#### Task brief:
Print all the entries exactly.

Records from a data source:
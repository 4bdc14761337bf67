/// What happens when an inserted key is already present.
#[derive(Debug, Clone, Copy, PartialEq, Eq, Hash, Default)]
#[cfg_attr(feature = "arbitrary", derive(arbitrary::Arbitrary))]
pub enum InsertPolicy {
    /// Keep the existing entry and fail the insertion.
    #[default]
    Reject,
    /// Destroy the existing entry and put the new one in its place.
    Overwrite,
}

impl InsertPolicy {
    pub fn overwrites(&self) -> bool {
        matches!(self, InsertPolicy::Overwrite)
    }
}
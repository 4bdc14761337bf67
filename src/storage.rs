//! Containers backing the graph.
//!
//! * [`HashTable`] maps vertex keys to vertices. It uses open addressing and
//!   marks removed entries with tombstones, so any full scan has to skip both
//!   empty and tombstoned slots (see [`Slot`]).
//! * [`List`] holds the outgoing edges of a single vertex in insertion order.
//!
//! |                | **[HashTable]** | **[List]**  |
//! |----------------|-----------------|-------------|
//! | insert         | _O*(1)_         | _O*(1)_     |
//! | lookup by key  | _O(1)_ average  | _O(n)_      |
//! | remove         | _O(1)_ average  | _O(1)_      |
//! | full scan      | _O(capacity)_   | _O(n)_      |
//!
//! * _O*(..)_ – amortized complexity

pub mod list;
pub mod table;

#[doc(inline)]
pub use self::{
    list::{List, Matches, NodeId},
    table::{HashTable, Slot},
};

#### Problem solution:
repository 4bdc14761337bf67
/// What happens when an inserted key is already present.
#[derive(Debug, Clone, Copy, PartialEq, Eq, Hash, Default)]
#[cfg_attr(feature = "arbitrary", derive(arbitrary::Arbitrary))]
pub enum InsertPolicy {
    /// Keep the existing entry and fail the insertion.
    #[default]
    Reject,
    /// Destroy the existing entry and put the new one in its place.
    Overwrite,
}

impl InsertPolicy {
    pub fn overwrites(&self) -> bool {
        matches!(self, InsertPolicy::Overwrite)
    }
}
repository 4bdc14761337bf67
filename src/storage.rs
//! Containers backing the graph.
//!
//! * [`HashTable`] maps vertex keys to vertices. It uses open addressing and
//!   marks removed entries with tombstones, so any full scan has to skip both
//!   empty and tombstoned slots (see [`Slot`]).
//! * [`List`] holds the outgoing edges of a single vertex in insertion order.
//!
//! |                | **[HashTable]** | **[List]**  |
//! |----------------|-----------------|-------------|
//! | insert         | _O*(1)_         | _O*(1)_     |
//! | lookup by key  | _O(1)_ average  | _O(n)_      |
//! | remove         | _O(1)_ average  | _O(1)_      |
//! | full scan      | _O(capacity)_   | _O(n)_      |
//!
//! * _O*(..)_ – amortized complexity

pub mod list;
pub mod table;

#[doc(inline)]
pub use self::{
    list::{List, Matches, NodeId},
    table::{HashTable, Slot},
};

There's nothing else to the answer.